Dans les petites collectivités, nous avons vu de tels partenariats donner des résultats étonnants. Par exemple, la communauté camerounaise de la division Fako de Buea a pu économiser environ 5 millions de francs CFA (50 500 USD) pour un projet de construction d'école après que le ministère des Contrats publics a mis en place des contrats ouverts. Le Nigéria Industries d'extraction Transparence Initiative (NEITI), un partenariat entre le gouvernement et la société civile, a réussi à récupérer 2.4 milliards de dollars américains grâce à la corruption pétrolière.

 

 

La lutte contre la corruption nécessite une stratégie de l'inclusion et des systèmes capables d'extirper les pommes pourries. Mise en œuvre des principes de contrats ouverts, divulgation des beneficial ownership l'information et la transparence budgétaire permettent aux citoyens de contrôler la gestion des ressources. L'ouverture de ces informations aux citoyens s'est avérée efficace pour lutter contre la corruption et permettre aux petites entreprises de se développer.
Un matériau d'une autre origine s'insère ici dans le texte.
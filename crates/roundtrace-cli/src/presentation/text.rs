use roundtrace_engine::{
    CorrelationWindow, InvocationStatus, format_cost, format_duration_ms, format_tokens,
};
use roundtrace_types::IssueKind;

use super::Painter;
use super::views::{ImagesView, IssuesView, RoundsView, StatsView, ToolsView};

fn plural(count: usize, one: &str, many: &str) -> String {
    format!("{} {}", count, if count == 1 { one } else { many })
}

/// `HH:MM:SS` slice of an RFC 3339 timestamp
fn clock(timestamp: Option<&str>) -> &str {
    timestamp.and_then(|ts| ts.get(11..19)).unwrap_or("--:--:--")
}

fn window_label(window: CorrelationWindow) -> &'static str {
    match window {
        CorrelationWindow::Session => "session",
        CorrelationWindow::Round => "round",
    }
}

fn issue_kind_label(kind: IssueKind) -> &'static str {
    match kind {
        IssueKind::InvalidJson => "invalid_json",
        IssueKind::MalformedRecord => "malformed_record",
        IssueKind::UnsupportedRecord => "unsupported_record",
        IssueKind::MalformedBlock => "malformed_block",
        IssueKind::UnsupportedBlock => "unsupported_block",
    }
}

pub fn render_rounds(view: &RoundsView, p: &Painter) -> String {
    let mut lines = vec![format!(
        "{} {}: {}, {}",
        p.bold("Session"),
        p.accent(&view.session_id),
        plural(view.rounds.len(), "round", "rounds"),
        plural(view.preamble, "preamble message", "preamble messages"),
    )];

    for row in &view.rounds {
        let mut cells = vec![
            p.bold(&format!("#{}", row.index)),
            p.dim(clock(row.timestamp.as_deref())),
            plural(row.message_count, "msg", "msgs"),
            format!("{} tokens", format_tokens(row.tokens)),
            format_cost(row.cost_usd),
            plural(row.tool_calls, "tool", "tools"),
        ];
        if row.image_count > 0 {
            cells.push(plural(row.image_count, "image", "images"));
        }
        cells.push(row.prompt.clone());
        lines.push(cells.join("  "));
    }

    lines.join("\n")
}

pub fn render_tools(view: &ToolsView, p: &Painter) -> String {
    let scope = match view.round {
        Some(index) => format!("round #{}", index),
        None => "all rounds".to_string(),
    };
    let mut lines = vec![format!(
        "{} ({}, {} window): {}",
        p.bold("Tools"),
        scope,
        window_label(view.window),
        plural(view.invocations.len(), "invocation", "invocations"),
    )];

    for row in &view.invocations {
        let status = match row.status {
            InvocationStatus::Succeeded => p.ok("[ok]     "),
            InvocationStatus::Failed => p.error("[failed] "),
            InvocationStatus::Pending => p.warn("[pending]"),
        };
        let round = row
            .round
            .map(|r| format!("r{}", r))
            .unwrap_or_else(|| "--".to_string());

        let mut line = format!(
            "{:>3}  {}  {} {}",
            row.sequence,
            p.dim(&round),
            status,
            p.bold(&row.name)
        );
        if !row.summary.is_empty() {
            line.push(' ');
            line.push_str(&row.summary);
        }
        if let Some(ms) = row.duration_ms {
            line.push_str("  ");
            line.push_str(&p.dim(&format_duration_ms(ms)));
        }
        lines.push(line);
    }

    let report = &view.report;
    if report.orphan_results > 0 {
        lines.push(p.warn(&format!(
            "{} without a matching call",
            plural(report.orphan_results, "result", "results")
        )));
    }
    if report.duplicate_results > 0 {
        lines.push(p.warn(&format!(
            "{} ignored (already resolved)",
            plural(report.duplicate_results, "repeated result", "repeated results")
        )));
    }
    if report.reused_ids > 0 {
        lines.push(p.warn(&plural(
            report.reused_ids,
            "reused call id",
            "reused call ids",
        )));
    }

    lines.join("\n")
}

pub fn render_stats(view: &StatsView, p: &Painter) -> String {
    let s = &view.session;
    let mut lines = vec![
        format!(
            "{} {}, {} ({} preamble)",
            p.bold("Session:"),
            plural(s.round_count, "round", "rounds"),
            plural(s.message_count, "message", "messages"),
            s.preamble_count
        ),
        format!(
            "{} {} (in {}, out {}, cache read {}, cache write {})",
            p.bold("Tokens:"),
            format_tokens(s.tokens.total()),
            format_tokens(s.tokens.input),
            format_tokens(s.tokens.output),
            format_tokens(s.tokens.cache_read),
            format_tokens(s.tokens.cache_creation)
        ),
        format!("{} {}", p.bold("Cost:"), format_cost(s.cost_usd)),
        format!(
            "{} {} ({} ok, {} failed, {} pending)",
            p.bold("Tools:"),
            s.tools.total,
            s.tools.succeeded,
            s.tools.failed,
            s.tools.pending
        ),
        format!("{} {}", p.bold("Images:"), s.image_count),
    ];
    if let Some(ms) = s.duration_ms {
        lines.push(format!("{} {}", p.bold("Duration:"), format_duration_ms(ms)));
    }

    for round in &view.rounds {
        let mut line = format!(
            "{}  {} tokens  {}  {}",
            p.bold(&format!("#{}", round.index)),
            format_tokens(round.tokens.total()),
            format_cost(round.cost_usd),
            plural(round.tools.total, "tool", "tools"),
        );
        if round.tools.failed > 0 {
            line.push_str(&format!(" ({} failed)", round.tools.failed));
        }
        if let Some(ms) = round.duration_ms {
            line.push_str("  ");
            line.push_str(&format_duration_ms(ms));
        }
        lines.push(line);
    }

    lines.join("\n")
}

pub fn render_images(view: &ImagesView, p: &Painter) -> String {
    let mut lines = vec![format!(
        "{} #{}: {}",
        p.bold("Round"),
        view.round,
        plural(view.images.len(), "image", "images")
    )];

    for image in &view.images {
        let size = match image.byte_len {
            Some(len) => plural(len, "byte", "bytes"),
            None => p.warn("invalid base64"),
        };
        lines.push(format!(
            "  [Image #{}] {}  {}",
            image.number, image.media_type, size
        ));
    }

    if !view.references.is_empty() {
        lines.push(p.bold("References:"));
        for reference in &view.references {
            let target = match &reference.media_type {
                Some(media_type) => p.ok(media_type),
                None => p.warn("no match"),
            };
            lines.push(format!("  [Image #{}] -> {}", reference.number, target));
        }
    }

    lines.join("\n")
}

pub fn render_issues(view: &IssuesView, p: &Painter) -> String {
    let mut lines = vec![format!(
        "{} decoded, {}",
        plural(view.messages, "message", "messages"),
        plural(view.issues.len(), "issue", "issues")
    )];

    for issue in &view.issues {
        lines.push(format!(
            "  record {}  {}  {}: {}",
            issue.record,
            p.warn(issue_kind_label(issue.kind)),
            issue.field,
            issue.reason
        ));
    }

    lines.join("\n")
}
Elle permet une répartition équitable des richesses grâce à l'égalité des chances et à une bonne prestation de services.

 

 

Ouvrir les informations aux citoyens permet de rendre des comptes et crée des fonctionnaires responsables qui font preuve d’intégrité dans la fourniture de services aux personnes. Un gouvernement ouvert renforce les freins et contrepoids au sein du gouvernement et permet l'identification d'un individu corrompu. C’est alors seulement que nous éliminerons le népotisme dans l’emploi et les achats de la fonction publique et que nous aurons un gouvernement au service des citoyens - et non l’inverse.